▶ _WORK ITEM_: Nothing but a number is wanted here: the count of lines in the data holding the word "AppConfigBuilder".

Saved entries
____________________
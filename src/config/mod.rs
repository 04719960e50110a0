//! Configuration types for the store-credit app.
//!
//! This module provides the core configuration types used to initialize
//! the app for OAuth handshakes and Admin API communication.
//!
//! # Overview
//!
//! The main types in this module are:
//!
//! - [`AppConfig`]: The main configuration struct holding all app settings
//! - [`AppConfigBuilder`]: A builder for constructing [`AppConfig`] instances
//! - [`ApiKey`]: A validated API key newtype
//! - [`ApiSecretKey`]: A validated API secret key newtype with masked debug output
//! - [`ShopDomain`]: A validated Shopify shop domain
//! - [`HostUrl`]: A validated application host URL
//! - [`ApiVersion`]: The Shopify Admin API version to use
//!
//! Configuration is environment-supplied in production ([`AppConfig::from_env`])
//! and builder-supplied in tests.
//!
//! # Example
//!
//! ```rust
//! use storecredit::{AppConfig, ApiKey, ApiSecretKey, HostUrl};
//!
//! let config = AppConfig::builder()
//!     .api_key(ApiKey::new("my-api-key").unwrap())
//!     .api_secret_key(ApiSecretKey::new("my-secret").unwrap())
//!     .host(HostUrl::new("https://myapp.example.com").unwrap())
//!     .scopes("read_products,read_customers,write_customers".parse().unwrap())
//!     .build()
//!     .unwrap();
//!
//! assert_eq!(config.api_key().as_ref(), "my-api-key");
//! ```

mod newtypes;
mod version;

pub use newtypes::{ApiKey, ApiSecretKey, HostUrl, ShopDomain};
pub use version::ApiVersion;

use std::net::SocketAddr;
use std::time::Duration;

use crate::auth::AuthScopes;
use crate::error::ConfigError;

/// Default listen address when `BIND_ADDR` is not set.
const DEFAULT_BIND_ADDR: &str = "0.0.0.0:3000";

/// Default timeout for outbound calls when `UPSTREAM_TIMEOUT_SECS` is not set.
const DEFAULT_UPSTREAM_TIMEOUT: Duration = Duration::from_secs(10);

/// Default permission scopes requested at install time.
const DEFAULT_SCOPES: &str = "read_products,read_customers,write_customers";

/// Configuration for the store-credit app.
///
/// Holds the app credentials, requested OAuth scopes, the externally
/// reachable host for the callback redirect, and outbound-call settings.
///
/// # Thread Safety
///
/// `AppConfig` is `Clone`, `Send`, and `Sync`, making it safe to share
/// across threads and async tasks.
#[derive(Clone, Debug)]
pub struct AppConfig {
    api_key: ApiKey,
    api_secret_key: ApiSecretKey,
    scopes: AuthScopes,
    host: Option<HostUrl>,
    api_version: ApiVersion,
    api_base: Option<HostUrl>,
    upstream_timeout: Duration,
    bind_addr: SocketAddr,
}

impl AppConfig {
    /// Creates a new builder for constructing an `AppConfig`.
    #[must_use]
    pub fn builder() -> AppConfigBuilder {
        AppConfigBuilder::new()
    }

    /// Loads the configuration from the process environment.
    ///
    /// Call [`dotenvy::dotenv`] first if `.env` support is wanted; this
    /// function reads the environment only.
    ///
    /// | Variable                | Meaning                            | Default |
    /// |-------------------------|------------------------------------|---------|
    /// | `SHOPIFY_API_KEY`       | app client id                      | required |
    /// | `SHOPIFY_API_SECRET`    | app client secret                  | required |
    /// | `APP_HOST`              | public base URL for the callback   | required |
    /// | `SHOPIFY_SCOPES`        | requested permission scopes        | `read_products,read_customers,write_customers` |
    /// | `SHOPIFY_API_VERSION`   | Admin API version                  | `2019-10` |
    /// | `BIND_ADDR`             | listen address                     | `0.0.0.0:3000` |
    /// | `UPSTREAM_TIMEOUT_SECS` | outbound call timeout in seconds   | `10` |
    ///
    /// # Errors
    ///
    /// Returns [`ConfigError::MissingEnvVar`] for absent required variables
    /// and [`ConfigError::InvalidEnvVar`] (or the underlying validation
    /// error) for unparseable values.
    pub fn from_env() -> Result<Self, ConfigError> {
        let require = |name: &'static str| {
            std::env::var(name).map_err(|_| ConfigError::MissingEnvVar { name })
        };

        let api_key = ApiKey::new(require("SHOPIFY_API_KEY")?)?;
        let api_secret_key = ApiSecretKey::new(require("SHOPIFY_API_SECRET")?)?;
        let host = HostUrl::new(require("APP_HOST")?)?;

        let scopes: AuthScopes = std::env::var("SHOPIFY_SCOPES")
            .unwrap_or_else(|_| DEFAULT_SCOPES.to_string())
            .parse()?;

        let api_version = match std::env::var("SHOPIFY_API_VERSION") {
            Ok(raw) => raw.parse()?,
            Err(_) => ApiVersion::default(),
        };

        let bind_addr = std::env::var("BIND_ADDR")
            .unwrap_or_else(|_| DEFAULT_BIND_ADDR.to_string())
            .parse()
            .map_err(|e| ConfigError::InvalidEnvVar {
                name: "BIND_ADDR",
                reason: format!("{e}"),
            })?;

        let upstream_timeout = match std::env::var("UPSTREAM_TIMEOUT_SECS") {
            Ok(raw) => raw
                .parse()
                .map(Duration::from_secs)
                .map_err(|e| ConfigError::InvalidEnvVar {
                    name: "UPSTREAM_TIMEOUT_SECS",
                    reason: format!("{e}"),
                })?,
            Err(_) => DEFAULT_UPSTREAM_TIMEOUT,
        };

        Self::builder()
            .api_key(api_key)
            .api_secret_key(api_secret_key)
            .host(host)
            .scopes(scopes)
            .api_version(api_version)
            .bind_addr(bind_addr)
            .upstream_timeout(upstream_timeout)
            .build()
    }

    /// Returns the API key (client id).
    #[must_use]
    pub const fn api_key(&self) -> &ApiKey {
        &self.api_key
    }

    /// Returns the API secret key (client secret).
    #[must_use]
    pub const fn api_secret_key(&self) -> &ApiSecretKey {
        &self.api_secret_key
    }

    /// Returns the requested OAuth scopes.
    #[must_use]
    pub const fn scopes(&self) -> &AuthScopes {
        &self.scopes
    }

    /// Returns the public host URL, if configured.
    #[must_use]
    pub const fn host(&self) -> Option<&HostUrl> {
        self.host.as_ref()
    }

    /// Returns the pinned Admin API version.
    #[must_use]
    pub const fn api_version(&self) -> &ApiVersion {
        &self.api_version
    }

    /// Returns the timeout applied to outbound calls.
    #[must_use]
    pub const fn upstream_timeout(&self) -> Duration {
        self.upstream_timeout
    }

    /// Returns the address the HTTP server binds to.
    #[must_use]
    pub const fn bind_addr(&self) -> SocketAddr {
        self.bind_addr
    }

    /// Returns the base URL for server-to-server calls to the given shop.
    ///
    /// Normally `https://{shop}`; when an `api_base` override is configured
    /// (local mock, proxy), that URL is used instead for every shop.
    #[must_use]
    pub fn admin_base_url(&self, shop: &ShopDomain) -> String {
        self.api_base.as_ref().map_or_else(
            || format!("https://{}", shop.as_ref()),
            |base| base.as_ref().to_string(),
        )
    }
}

// Verify AppConfig is Send + Sync at compile time
const _: fn() = || {
    const fn assert_send_sync<T: Send + Sync>() {}
    assert_send_sync::<AppConfig>();
};

/// Builder for constructing [`AppConfig`] instances.
///
/// Required fields are `api_key` and `api_secret_key`. All other fields
/// have defaults matching [`AppConfig::from_env`].
#[derive(Debug, Default)]
pub struct AppConfigBuilder {
    api_key: Option<ApiKey>,
    api_secret_key: Option<ApiSecretKey>,
    scopes: Option<AuthScopes>,
    host: Option<HostUrl>,
    api_version: Option<ApiVersion>,
    api_base: Option<HostUrl>,
    upstream_timeout: Option<Duration>,
    bind_addr: Option<SocketAddr>,
}

impl AppConfigBuilder {
    /// Creates a new builder with default values.
    #[must_use]
    pub fn new() -> Self {
        Self::default()
    }

    /// Sets the API key (required).
    #[must_use]
    pub fn api_key(mut self, key: ApiKey) -> Self {
        self.api_key = Some(key);
        self
    }

    /// Sets the API secret key (required).
    #[must_use]
    pub fn api_secret_key(mut self, key: ApiSecretKey) -> Self {
        self.api_secret_key = Some(key);
        self
    }

    /// Sets the requested OAuth scopes.
    #[must_use]
    pub fn scopes(mut self, scopes: AuthScopes) -> Self {
        self.scopes = Some(scopes);
        self
    }

    /// Sets the public host URL used to build the callback `redirect_uri`.
    #[must_use]
    pub fn host(mut self, host: HostUrl) -> Self {
        self.host = Some(host);
        self
    }

    /// Sets the Admin API version.
    #[must_use]
    pub fn api_version(mut self, version: ApiVersion) -> Self {
        self.api_version = Some(version);
        self
    }

    /// Overrides the outbound base URL for every shop.
    ///
    /// Used to point token exchange and Admin API calls at a local mock
    /// server or proxy instead of `https://{shop}`.
    #[must_use]
    pub fn api_base(mut self, base: HostUrl) -> Self {
        self.api_base = Some(base);
        self
    }

    /// Sets the outbound call timeout.
    #[must_use]
    pub const fn upstream_timeout(mut self, timeout: Duration) -> Self {
        self.upstream_timeout = Some(timeout);
        self
    }

    /// Sets the HTTP server listen address.
    #[must_use]
    pub const fn bind_addr(mut self, addr: SocketAddr) -> Self {
        self.bind_addr = Some(addr);
        self
    }

    /// Builds the configuration.
    ///
    /// # Errors
    ///
    /// Returns [`ConfigError::MissingRequiredField`] if `api_key` or
    /// `api_secret_key` is not set.
    pub fn build(self) -> Result<AppConfig, ConfigError> {
        let api_key = self
            .api_key
            .ok_or(ConfigError::MissingRequiredField { field: "api_key" })?;
        let api_secret_key = self.api_secret_key.ok_or(ConfigError::MissingRequiredField {
            field: "api_secret_key",
        })?;

        let bind_addr = match self.bind_addr {
            Some(addr) => addr,
            // DEFAULT_BIND_ADDR is a valid socket address literal
            None => DEFAULT_BIND_ADDR
                .parse()
                .map_err(|e| ConfigError::InvalidEnvVar {
                    name: "BIND_ADDR",
                    reason: format!("{e}"),
                })?,
        };

        Ok(AppConfig {
            api_key,
            api_secret_key,
            scopes: self.scopes.unwrap_or_default(),
            host: self.host,
            api_version: self.api_version.unwrap_or_default(),
            api_base: self.api_base,
            upstream_timeout: self.upstream_timeout.unwrap_or(DEFAULT_UPSTREAM_TIMEOUT),
            bind_addr,
        })
    }
}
____________________
▶ _TASK SOLUTION_: 5